Publisher: O’Reilly Media, Inc.
Language: English
ISBN: 0596007167
Paperback: 254 pages
Data: Oct 11, 2004
Format: CHM
Description: The qualifier see for a more bonded operative grouping has ofttimes mitt everyday, creation computers farther behindhand their experimental, investigate cousins. Now SELinux (Security Enhanced Linux) dramatically changes this. This best-known and most reputable security-related broad to UNIX embodies the key advances of the section field. Better yet, SELinux is acquirable in distributed and favourite distributions of the UNIX operative system–including for Debian, Fedora, Gentoo, Red Hat Enterprise Linux, and SUSE–all of it liberated and unstoppered source.
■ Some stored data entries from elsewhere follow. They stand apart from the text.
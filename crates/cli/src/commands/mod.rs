pub mod ask;
pub mod chat;
pub mod doctor;
pub mod onboard;
pub mod tools;

use std::sync::Arc;

use alzassist_agent::{Dispatcher, Orchestrator, OrchestratorConfig, RunFailure, instructions};
use alzassist_config::AppConfig;
use alzassist_core::event::StatusKind;

/// Load the config, failing with setup instructions when no API key is set.
pub fn load_config() -> Result<AppConfig, Box<dyn std::error::Error>> {
    let config = AppConfig::load().map_err(|e| format!("Failed to load config: {e}"))?;

    if !config.has_api_key() && alzassist_reasoner::router::requires_api_key(&config.reasoner.provider) {
        eprintln!();
        eprintln!("  ERROR: No API key configured!");
        eprintln!();
        eprintln!("  Set one of these environment variables:");
        eprintln!("    OPENROUTER_API_KEY=sk-or-v1-...   (recommended)");
        eprintln!("    OPENAI_API_KEY=sk-...             (for OpenAI direct)");
        eprintln!("    ALZASSIST_API_KEY=sk-...          (generic)");
        eprintln!();
        eprintln!("  Or add it to your config file:");
        eprintln!("    {}", AppConfig::config_path().display());
        eprintln!();
        return Err("No API key found. See above for setup instructions.".into());
    }

    Ok(config)
}

/// Wire registry, reasoner and orchestrator from config.
pub fn build_orchestrator(
    config: &AppConfig,
    max_iterations: Option<u32>,
    tools: Option<Vec<String>>,
) -> Result<Orchestrator, Box<dyn std::error::Error>> {
    let registry = Arc::new(alzassist_tools::default_registry(config));

    let mut orchestrator_config = OrchestratorConfig::from(config);
    if let Some(max) = max_iterations {
        if max == 0 {
            return Err("--max-iterations must be at least 1".into());
        }
        orchestrator_config = orchestrator_config.with_max_iterations(max);
    }
    if let Some(tools) = tools {
        if let Some(unknown) = tools.iter().find(|t| !registry.contains(t)) {
            return Err(format!(
                "unknown tool '{unknown}' (available: {})",
                registry.names().join(", ")
            )
            .into());
        }
        orchestrator_config = orchestrator_config.with_enabled_tools(Some(tools));
    }

    // The prompt describes only the tools this session can reach.
    let session_tools = Dispatcher::new(registry.clone(), orchestrator_config.per_tool_timeout)
        .with_enabled_tools(orchestrator_config.enabled_tools.clone())
        .availability(orchestrator_config.routing, false);
    let reasoner = alzassist_reasoner::build_from_config(&config.reasoner)?
        .with_system_prompt(instructions::system_prompt(&session_tools));

    tracing::debug!(
        model = reasoner.model(),
        tools = registry.len(),
        max_iterations = orchestrator_config.max_iterations,
        "Orchestrator ready"
    );

    Ok(Orchestrator::new(
        Arc::new(reasoner),
        registry,
        orchestrator_config,
    ))
}

/// One line per status event, for the failure trail.
pub fn describe(kind: &StatusKind) -> String {
    match kind {
        StatusKind::ReasonerInvoked => "reasoner invoked".into(),
        StatusKind::ToolStarted { tool, call_id } => format!("{tool} started ({call_id})"),
        StatusKind::ToolFinished {
            tool,
            outcome,
            duration_ms,
            ..
        } => format!("{tool} finished: {outcome} in {duration_ms}ms"),
        StatusKind::RoutingAdvisory { tool, reason } => format!("routing advisory for {tool}: {reason}"),
        StatusKind::Finalized { citations } => format!("finalized with {} citation(s)", citations.len()),
        StatusKind::Terminated { status } => format!("terminated: {status}"),
    }
}

pub fn print_failure(failure: &RunFailure) {
    eprintln!("  [{}] {}", failure.kind(), failure.error);
    eprintln!("  Status trail:");
    for event in &failure.events {
        eprintln!("    #{} (iteration {}) {}", event.seq, event.iteration, describe(&event.kind));
    }
}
SELinux emerged from investigate by the National Security Agency and implements artist strong-security measures much as role-based admittance controls, dominion admittance controls, and fine-grained transitions and permit escalation mass the generalisation of diminutive privilege. It compensates for the fateful pilot overflows and another weaknesses in applications by isolating them and preventing flaws in digit covering from broad to others. The scenarios that drive the most cyber-damage these days–when someone gets a toe-hold on a machine finished a danger in a topical networked application, much as a Web server, and parlays that toe-hold into general curb over the machine system–are prevented on a right administered SELinux system. The key, of course, lies in the text “properly administered.” A grouping chief for SELinux needs a panoramic arrange of knowledge, much as the principles behindhand the system, how to distribute assorted privileges to assorted groups of users, how to modify policies to alter newborn software, and how to index and road what is feat on. And this is where SELinux is invaluable. Author Bill McCarty, a section consultant who has briefed numerous polity agencies, incorporates his qualifier investigate into SELinux into this diminutive but information-packed book. Topics include:
A readable and objective account of SELinux concepts and the SELinux section model
Installation manual for numerous distributions
Basic grouping and individual administration
A careful dissection of the SELinux contract language
Examples and guidelines for altering and adding policies
With SELinux, a high-security machine is within accomplish of some grouping administrator. If you poverty an trenchant effectuation of securing your UNIX system–and who doesn’t?–this aggregation provides the means.